Dataset entries:
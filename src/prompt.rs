//! Interactive questions
//!
//! Only reached when the resolved mode allows prompting; the handlers never
//! construct a prompter for non-interactive runs.

use crate::errors::{AppError, AppResult};
use std::collections::VecDeque;
use std::io::{self, BufRead, Write};

pub trait Prompter {
    /// Ask for a line of text. An empty answer takes `default` when given.
    fn ask(&mut self, question: &str, default: Option<&str>) -> AppResult<String>;

    /// Yes/no question
    fn confirm(&mut self, question: &str, default: bool) -> AppResult<bool>;
}

/// Prompts on stderr, answers from stdin
#[derive(Debug, Default)]
pub struct StdinPrompter;

impl StdinPrompter {
    fn read_line(&self, prompt: &str) -> AppResult<String> {
        let mut stderr = io::stderr();
        write!(stderr, "{}", prompt)
            .and_then(|_| stderr.flush())
            .map_err(|e| AppError::prompt(format!("failed to write prompt: {}", e)))?;

        let mut line = String::new();
        let read = io::stdin()
            .lock()
            .read_line(&mut line)
            .map_err(|e| AppError::prompt(format!("failed to read answer: {}", e)))?;
        if read == 0 {
            return Err(AppError::prompt("input closed before an answer was given"));
        }
        Ok(line.trim().to_string())
    }
}

impl Prompter for StdinPrompter {
    fn ask(&mut self, question: &str, default: Option<&str>) -> AppResult<String> {
        let prompt = match default {
            Some(d) => format!("{} [{}]: ", question, d),
            None => format!("{}: ", question),
        };
        let answer = self.read_line(&prompt)?;
        Ok(choose(answer, default))
    }

    fn confirm(&mut self, question: &str, default: bool) -> AppResult<bool> {
        let hint = if default { "Y/n" } else { "y/N" };
        loop {
            let answer = self.read_line(&format!("{} [{}]: ", question, hint))?;
            if let Some(value) = parse_yes_no(&answer, default) {
                return Ok(value);
            }
        }
    }
}

fn choose(answer: String, default: Option<&str>) -> String {
    match default {
        Some(d) if answer.is_empty() => d.to_string(),
        _ => answer,
    }
}

fn parse_yes_no(answer: &str, default: bool) -> Option<bool> {
    match answer.trim().to_ascii_lowercase().as_str() {
        "" => Some(default),
        "y" | "yes" => Some(true),
        "n" | "no" => Some(false),
        _ => None,
    }
}

/// Answers queued up front; running out is a prompt error
#[derive(Debug, Default)]
pub struct ScriptedPrompter {
    answers: VecDeque<String>,
    pub asked: Vec<String>,
}

impl ScriptedPrompter {
    pub fn new<I, S>(answers: I) -> Self
    where
        I: IntoIterator<Item = S>,
        S: Into<String>,
    {
        Self {
            answers: answers.into_iter().map(Into::into).collect(),
            asked: Vec::new(),
        }
    }

    fn next(&mut self, question: &str) -> AppResult<String> {
        self.asked.push(question.to_string());
        self.answers
            .pop_front()
            .ok_or_else(|| AppError::prompt(format!("no scripted answer for '{}'", question)))
    }
}

impl Prompter for ScriptedPrompter {
    fn ask(&mut self, question: &str, default: Option<&str>) -> AppResult<String> {
        let answer = self.next(question)?;
        Ok(choose(answer.trim().to_string(), default))
    }

    fn confirm(&mut self, question: &str, default: bool) -> AppResult<bool> {
        let answer = self.next(question)?;
        parse_yes_no(&answer, default)
            .ok_or_else(|| AppError::prompt(format!("'{}' is not a yes/no answer", answer)))
    }
}

#[cfg(test)]
mod tests {
    use super::*;

    #[test]
    fn test_yes_no_parsing() {
        assert_eq!(parse_yes_no("", true), Some(true));
        assert_eq!(parse_yes_no("YES", false), Some(true));
        assert_eq!(parse_yes_no(" n ", true), Some(false));
        assert_eq!(parse_yes_no("maybe", true), None);
    }

    #[test]
    fn test_scripted_defaults_and_exhaustion() {
        let mut prompter = ScriptedPrompter::new(["", "custom"]);
        assert_eq!(prompter.ask("Template", Some("basic")).unwrap(), "basic");
        assert_eq!(prompter.ask("Author", Some("Ada")).unwrap(), "custom");
        assert!(matches!(
            prompter.ask("License", None),
            Err(AppError::Prompt { .. })
        ));
        assert_eq!(prompter.asked, vec!["Template", "Author", "License"]);
    }
}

[PROBLEM DETAILS] Lines holding "when": copy each one from the records above.

[OUTPUT OF THE TASK]
//! Only reached when the resolved mode allows prompting; the handlers never
    /// Ask for a line of text. An empty answer takes `default` when given.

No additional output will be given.